Give back every record exactly.
::: The data :::
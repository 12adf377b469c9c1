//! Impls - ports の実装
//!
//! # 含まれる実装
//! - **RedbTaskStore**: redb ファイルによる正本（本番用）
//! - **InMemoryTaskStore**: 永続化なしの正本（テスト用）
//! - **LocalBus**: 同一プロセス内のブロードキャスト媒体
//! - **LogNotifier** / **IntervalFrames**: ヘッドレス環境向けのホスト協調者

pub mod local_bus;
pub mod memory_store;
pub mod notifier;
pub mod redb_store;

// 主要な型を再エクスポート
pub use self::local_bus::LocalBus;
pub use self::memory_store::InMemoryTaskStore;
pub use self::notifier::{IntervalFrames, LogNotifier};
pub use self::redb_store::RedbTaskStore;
:::
**Task answer:**
repository 12adf377b469c9c1
//! Impls - ports の実装
//!
//! # 含まれる実装
//! - **RedbTaskStore**: redb ファイルによる正本（本番用）
//! - **InMemoryTaskStore**: 永続化なしの正本（テスト用）
//! - **LocalBus**: 同一プロセス内のブロードキャスト媒体
//! - **LogNotifier** / **IntervalFrames**: ヘッドレス環境向けのホスト協調者

pub mod local_bus;
pub mod memory_store;
pub mod notifier;
pub mod redb_store;

// 主要な型を再エクスポート
pub use self::local_bus::LocalBus;
pub use self::memory_store::InMemoryTaskStore;
pub use self::notifier::{IntervalFrames, LogNotifier};
pub use self::redb_store::RedbTaskStore;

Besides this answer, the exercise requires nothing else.